Return each record shown below exactly, with none omitted.

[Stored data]
-=-=-
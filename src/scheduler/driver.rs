//! Fixed-interval tick driver.
//!
//! The host calls [`FollowScheduler::tick`] (or `begin` and `end`
//! separately) from the thread that owns entity state, as often as it
//! likes. A tick only starts once `tick_interval_ms` has elapsed since the
//! previous one. Between `begin` and `end` the compute pass may be running on
//! the worker thread; registry operations made in that window are deferred
//! to the end of the tick.

use std::time::Instant;

use tracing::{info, warn};

use super::tick::{compute_tick, TickReport, TickSummary};
use super::worker::ComputeWorker;
use crate::core::{
    EntitySink, EntitySource, ExecutionMode, FollowConfig, FollowError, FollowResult,
};
use crate::follow::FollowRegistry;

enum Executor {
    Inline,
    Worker(ComputeWorker),
}

enum InFlight {
    /// Computed inline; the report is ready.
    Ready(TickReport),
    /// Submitted to the worker.
    Submitted(u64),
}

/// Owns the registry and drives its tick cycle.
pub struct FollowScheduler {
    registry: FollowRegistry,
    executor: Executor,
    parallel: bool,
    in_flight: Option<InFlight>,
    last_tick: Option<Instant>,
    shut_down: bool,
}

impl FollowScheduler {
    /// Validate `config` and start the executor it asks for.
    pub fn new(config: FollowConfig) -> FollowResult<Self> {
        config.validate()?;
        let parallel = config.execution == ExecutionMode::Parallel;
        let executor = match config.execution {
            ExecutionMode::Inline => Executor::Inline,
            ExecutionMode::Worker | ExecutionMode::Parallel => {
                Executor::Worker(ComputeWorker::spawn(parallel)?)
            }
        };
        info!(
            "follow scheduler ready: {:?} execution, {} ms interval",
            config.execution, config.tick_interval_ms
        );

        Ok(Self {
            registry: FollowRegistry::new(config),
            executor,
            parallel,
            in_flight: None,
            last_tick: None,
            shut_down: false,
        })
    }

    #[must_use]
    pub fn registry(&self) -> &FollowRegistry {
        &self.registry
    }

    /// Mutable registry access. Safe mid-tick: structural changes are
    /// deferred until `end`.
    pub fn registry_mut(&mut self) -> &mut FollowRegistry {
        &mut self.registry
    }

    /// Where compute currently runs. A disconnected worker reports `Inline`.
    #[must_use]
    pub fn execution(&self) -> ExecutionMode {
        match (&self.executor, self.parallel) {
            (Executor::Inline, _) => ExecutionMode::Inline,
            (Executor::Worker(_), false) => ExecutionMode::Worker,
            (Executor::Worker(_), true) => ExecutionMode::Parallel,
        }
    }

    #[must_use]
    pub fn is_in_flight(&self) -> bool {
        self.in_flight.is_some()
    }

    #[must_use]
    pub fn is_shut_down(&self) -> bool {
        self.shut_down
    }

    fn fall_back_to_inline(&mut self) {
        if let Executor::Worker(mut worker) = std::mem::replace(&mut self.executor, Executor::Inline)
        {
            worker.stop();
        }
        warn!("compute worker unavailable, computing inline from now on");
    }

    /// Start a tick if one is due.
    ///
    /// Returns false while a tick is in flight, after shutdown, when there
    /// are no sessions, or when the interval has not elapsed since the last
    /// tick started.
    pub fn begin(&mut self, now: Instant, world: &dyn EntitySource) -> bool {
        if self.shut_down || self.in_flight.is_some() || self.registry.is_empty() {
            return false;
        }
        if let Some(last) = self.last_tick {
            if now.saturating_duration_since(last) < self.registry.config().tick_interval() {
                return false;
            }
        }
        let Some(job) = self.registry.begin_tick(world) else {
            return false;
        };
        self.last_tick = Some(now);

        let in_flight = match &self.executor {
            Executor::Inline => InFlight::Ready(compute_tick(&job, self.parallel)),
            Executor::Worker(worker) => {
                let tick = job.tick;
                match worker.submit(job) {
                    Ok(()) => InFlight::Submitted(tick),
                    Err(job) => {
                        self.fall_back_to_inline();
                        InFlight::Ready(compute_tick(&job, self.parallel))
                    }
                }
            }
        };
        self.in_flight = Some(in_flight);
        true
    }

    /// Finish the tick in flight: wait for its report, apply it and flush
    /// pending changes. Returns `None` if no tick was in flight.
    pub fn end<H>(&mut self, host: &mut H) -> Option<TickSummary>
    where
        H: EntitySource + EntitySink,
    {
        let report = match self.in_flight.take()? {
            InFlight::Ready(report) => report,
            InFlight::Submitted(tick) => {
                let received = match &self.executor {
                    Executor::Worker(worker) => worker.wait(),
                    Executor::Inline => Err(FollowError::WorkerDisconnected),
                };
                match received {
                    Ok(report) => report,
                    Err(err) => {
                        warn!("tick {} lost: {}", tick, err);
                        self.fall_back_to_inline();
                        TickReport::empty(tick)
                    }
                }
            }
        };
        Some(self.registry.finish_tick(report, host))
    }

    /// `begin` followed by `end`.
    pub fn tick<H>(&mut self, now: Instant, host: &mut H) -> Option<TickSummary>
    where
        H: EntitySource + EntitySink,
    {
        if !self.begin(now, &*host) {
            return None;
        }
        self.end(host)
    }

    /// Stop ticking: finish any tick in flight, then join the worker.
    pub fn shutdown<H>(&mut self, host: &mut H) -> Option<TickSummary>
    where
        H: EntitySource + EntitySink,
    {
        self.shut_down = true;
        let summary = self.end(host);
        if let Executor::Worker(worker) = &mut self.executor {
            worker.stop();
        }
        self.executor = Executor::Inline;
        info!("follow scheduler shut down");
        summary
    }
}

impl std::fmt::Debug for FollowScheduler {
    fn fmt(&self, f: &mut std::fmt::Formatter<'_>) -> std::fmt::Result {
        f.debug_struct("FollowScheduler")
            .field("execution", &self.execution())
            .field("in_flight", &self.is_in_flight())
            .field("shut_down", &self.shut_down)
            .field("sessions", &self.registry.len())
            .finish()
    }
}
-=-=-
# SOLUTION TO THIS PROBLEM:
filename src/scheduler/driver.rs
//! Fixed-interval tick driver.
//!
//! The host calls [`FollowScheduler::tick`] (or `begin` and `end`
//! separately) from the thread that owns entity state, as often as it
//! likes. A tick only starts once `tick_interval_ms` has elapsed since the
//! previous one. Between `begin` and `end` the compute pass may be running on
//! the worker thread; registry operations made in that window are deferred
//! to the end of the tick.

use std::time::Instant;

use tracing::{info, warn};

use super::tick::{compute_tick, TickReport, TickSummary};
use super::worker::ComputeWorker;
use crate::core::{
    EntitySink, EntitySource, ExecutionMode, FollowConfig, FollowError, FollowResult,
};
use crate::follow::FollowRegistry;

enum Executor {
    Inline,
    Worker(ComputeWorker),
}

enum InFlight {
    /// Computed inline; the report is ready.
    Ready(TickReport),
    /// Submitted to the worker.
    Submitted(u64),
}

/// Owns the registry and drives its tick cycle.
pub struct FollowScheduler {
    registry: FollowRegistry,
    executor: Executor,
    parallel: bool,
    in_flight: Option<InFlight>,
    last_tick: Option<Instant>,
    shut_down: bool,
}

impl FollowScheduler {
    /// Validate `config` and start the executor it asks for.
    pub fn new(config: FollowConfig) -> FollowResult<Self> {
        config.validate()?;
        let parallel = config.execution == ExecutionMode::Parallel;
        let executor = match config.execution {
            ExecutionMode::Inline => Executor::Inline,
            ExecutionMode::Worker | ExecutionMode::Parallel => {
                Executor::Worker(ComputeWorker::spawn(parallel)?)
            }
        };
        info!(
            "follow scheduler ready: {:?} execution, {} ms interval",
            config.execution, config.tick_interval_ms
        );

        Ok(Self {
            registry: FollowRegistry::new(config),
            executor,
            parallel,
            in_flight: None,
            last_tick: None,
            shut_down: false,
        })
    }

    #[must_use]
    pub fn registry(&self) -> &FollowRegistry {
        &self.registry
    }

    /// Mutable registry access. Safe mid-tick: structural changes are
    /// deferred until `end`.
    pub fn registry_mut(&mut self) -> &mut FollowRegistry {
        &mut self.registry
    }

    /// Where compute currently runs. A disconnected worker reports `Inline`.
    #[must_use]
    pub fn execution(&self) -> ExecutionMode {
        match (&self.executor, self.parallel) {
            (Executor::Inline, _) => ExecutionMode::Inline,
            (Executor::Worker(_), false) => ExecutionMode::Worker,
            (Executor::Worker(_), true) => ExecutionMode::Parallel,
        }
    }

    #[must_use]
    pub fn is_in_flight(&self) -> bool {
        self.in_flight.is_some()
    }

    #[must_use]
    pub fn is_shut_down(&self) -> bool {
        self.shut_down
    }

    fn fall_back_to_inline(&mut self) {
        if let Executor::Worker(mut worker) = std::mem::replace(&mut self.executor, Executor::Inline)
        {
            worker.stop();
        }
        warn!("compute worker unavailable, computing inline from now on");
    }

    /// Start a tick if one is due.
    ///
    /// Returns false while a tick is in flight, after shutdown, when there
    /// are no sessions, or when the interval has not elapsed since the last
    /// tick started.
    pub fn begin(&mut self, now: Instant, world: &dyn EntitySource) -> bool {
        if self.shut_down || self.in_flight.is_some() || self.registry.is_empty() {
            return false;
        }
        if let Some(last) = self.last_tick {
            if now.saturating_duration_since(last) < self.registry.config().tick_interval() {
                return false;
            }
        }
        let Some(job) = self.registry.begin_tick(world) else {
            return false;
        };
        self.last_tick = Some(now);

        let in_flight = match &self.executor {
            Executor::Inline => InFlight::Ready(compute_tick(&job, self.parallel)),
            Executor::Worker(worker) => {
                let tick = job.tick;
                match worker.submit(job) {
                    Ok(()) => InFlight::Submitted(tick),
                    Err(job) => {
                        self.fall_back_to_inline();
                        InFlight::Ready(compute_tick(&job, self.parallel))
                    }
                }
            }
        };
        self.in_flight = Some(in_flight);
        true
    }

    /// Finish the tick in flight: wait for its report, apply it and flush
    /// pending changes. Returns `None` if no tick was in flight.
    pub fn end<H>(&mut self, host: &mut H) -> Option<TickSummary>
    where
        H: EntitySource + EntitySink,
    {
        let report = match self.in_flight.take()? {
            InFlight::Ready(report) => report,
            InFlight::Submitted(tick) => {
                let received = match &self.executor {
                    Executor::Worker(worker) => worker.wait(),
                    Executor::Inline => Err(FollowError::WorkerDisconnected),
                };
                match received {
                    Ok(report) => report,
                    Err(err) => {
                        warn!("tick {} lost: {}", tick, err);
                        self.fall_back_to_inline();
                        TickReport::empty(tick)
                    }
                }
            }
        };
        Some(self.registry.finish_tick(report, host))
    }

    /// `begin` followed by `end`.
    pub fn tick<H>(&mut self, now: Instant, host: &mut H) -> Option<TickSummary>
    where
        H: EntitySource + EntitySink,
    {
        if !self.begin(now, &*host) {
            return None;
        }
        self.end(host)
    }

    /// Stop ticking: finish any tick in flight, then join the worker.
    pub fn shutdown<H>(&mut self, host: &mut H) -> Option<TickSummary>
    where
        H: EntitySource + EntitySink,
    {
        self.shut_down = true;
        let summary = self.end(host);
        if let Executor::Worker(worker) = &mut self.executor {
            worker.stop();
        }
        self.executor = Executor::Inline;
        info!("follow scheduler shut down");
        summary
    }
}

impl std::fmt::Debug for FollowScheduler {
    fn fmt(&self, f: &mut std::fmt::Formatter<'_>) -> std::fmt::Result {
        f.debug_struct("FollowScheduler")
            .field("execution", &self.execution())
            .field("in_flight", &self.is_in_flight())
            .field("shut_down", &self.shut_down)
            .field("sessions", &self.registry.len())
            .finish()
    }
}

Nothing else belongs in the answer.